» **INPUT FOR THIS TASK**

Content starts

//! FFprobe video information.

use serde::Deserialize;
use std::path::Path;
use std::process::Stdio;
use tokio::process::Command;

use crate::error::{MediaError, MediaResult};

/// Video file information.
#[derive(Debug, Clone)]
pub struct VideoInfo {
    /// Duration in seconds
    pub duration: f64,
    /// Width in pixels
    pub width: u32,
    /// Height in pixels
    pub height: u32,
    /// Frame rate (fps)
    pub fps: f64,
    /// Total frame count (from the stream, or estimated as
    /// `duration * fps` when the container does not record it)
    pub total_frames: u64,
    /// Video codec
    pub codec: String,
    /// File size in bytes
    pub size: u64,
}

/// FFprobe JSON output format.
#[derive(Debug, Deserialize)]
struct FfprobeOutput {
    format: FfprobeFormat,
    streams: Vec<FfprobeStream>,
}

#[derive(Debug, Deserialize)]
struct FfprobeFormat {
    duration: Option<String>,
    size: Option<String>,
}

#[derive(Debug, Deserialize)]
struct FfprobeStream {
    codec_type: String,
    codec_name: Option<String>,
    width: Option<u32>,
    height: Option<u32>,
    r_frame_rate: Option<String>,
    avg_frame_rate: Option<String>,
    nb_frames: Option<String>,
}

/// Probe a video file for information.
///
/// Fails before any frame processing when the file is missing or has no
/// usable video stream.
pub async fn probe_video(path: impl AsRef<Path>) -> MediaResult<VideoInfo> {
    let path = path.as_ref();

    if !path.exists() {
        return Err(MediaError::FileNotFound(path.to_path_buf()));
    }

    which::which("ffprobe").map_err(|_| MediaError::FfprobeNotFound)?;

    let output = Command::new("ffprobe")
        .args([
            "-v",
            "quiet",
            "-print_format",
            "json",
            "-show_format",
            "-show_streams",
        ])
        .arg(path)
        .stdin(Stdio::null())
        .stdout(Stdio::piped())
        .stderr(Stdio::piped())
        .output()
        .await?;

    if !output.status.success() {
        return Err(MediaError::FfprobeFailed {
            message: "FFprobe failed".to_string(),
            stderr: Some(String::from_utf8_lossy(&output.stderr).to_string()),
        });
    }

    let probe: FfprobeOutput = serde_json::from_slice(&output.stdout)?;

    let video_stream = probe
        .streams
        .iter()
        .find(|s| s.codec_type == "video")
        .ok_or_else(|| MediaError::InvalidVideo("No video stream found".to_string()))?;

    let duration = parse_opt::<f64>(&probe.format.duration).unwrap_or(0.0);
    let size = parse_opt::<u64>(&probe.format.size).unwrap_or(0);

    let fps = video_stream
        .avg_frame_rate
        .as_ref()
        .or(video_stream.r_frame_rate.as_ref())
        .and_then(|r| parse_frame_rate(r))
        .unwrap_or(30.0);

    if fps <= 0.0 {
        return Err(MediaError::InvalidVideo(
            "Non-positive frame rate".to_string(),
        ));
    }

    let total_frames = parse_opt::<u64>(&video_stream.nb_frames)
        .unwrap_or_else(|| (duration * fps).round() as u64);

    Ok(VideoInfo {
        duration,
        width: video_stream.width.unwrap_or(0),
        height: video_stream.height.unwrap_or(0),
        fps,
        total_frames,
        codec: video_stream.codec_name.clone().unwrap_or_default(),
        size,
    })
}

fn parse_opt<T: std::str::FromStr>(value: &Option<String>) -> Option<T> {
    value.as_ref().and_then(|v| v.parse::<T>().ok())
}

/// Parse a frame rate string (e.g., "30/1" or "29.97").
fn parse_frame_rate(s: &str) -> Option<f64> {
    if let Some((num, den)) = s.split_once('/') {
        let num: f64 = num.parse().ok()?;
        let den: f64 = den.parse().ok()?;
        if den > 0.0 {
            return Some(num / den);
        }
    }
    s.parse().ok()
}

#[cfg(test)]
mod tests {
    use super::*;

    #[test]
    fn test_parse_frame_rate() {
        assert!((parse_frame_rate("30/1").unwrap() - 30.0).abs() < 0.01);
        assert!((parse_frame_rate("30000/1001").unwrap() - 29.97).abs() < 0.01);
        assert!((parse_frame_rate("29.97").unwrap() - 29.97).abs() < 0.01);
        assert!(parse_frame_rate("30/0").is_none());
    }

    #[test]
    fn test_probe_output_parsing() {
        let json = r#"{
            "format": {"duration": "10.0", "size": "1048576"},
            "streams": [
                {"codec_type": "audio", "codec_name": "aac"},
                {
                    "codec_type": "video",
                    "codec_name": "h264",
                    "width": 1920,
                    "height": 1080,
                    "avg_frame_rate": "30000/1001",
                    "r_frame_rate": "30000/1001",
                    "nb_frames": "300"
                }
            ]
        }"#;
        let probe: FfprobeOutput = serde_json::from_str(json).unwrap();
        let video = probe
            .streams
            .iter()
            .find(|s| s.codec_type == "video")
            .unwrap();
        assert_eq!(video.width, Some(1920));
        assert_eq!(video.nb_frames.as_deref(), Some("300"));
        assert_eq!(parse_opt::<f64>(&probe.format.duration), Some(10.0));
    }

    #[tokio::test]
    async fn test_missing_file_fails_before_probing() {
        let err = probe_video("/nonexistent/video.mp4").await.unwrap_err();
        assert!(matches!(err, MediaError::FileNotFound(_)));
    }
}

Content ends

» **WHAT YOU SHOULD DO**
Say how many lines in the listing above include the word "FfprobeFormat". Nothing but the number is needed.

» **OUTPUT FOR THIS TASK**
2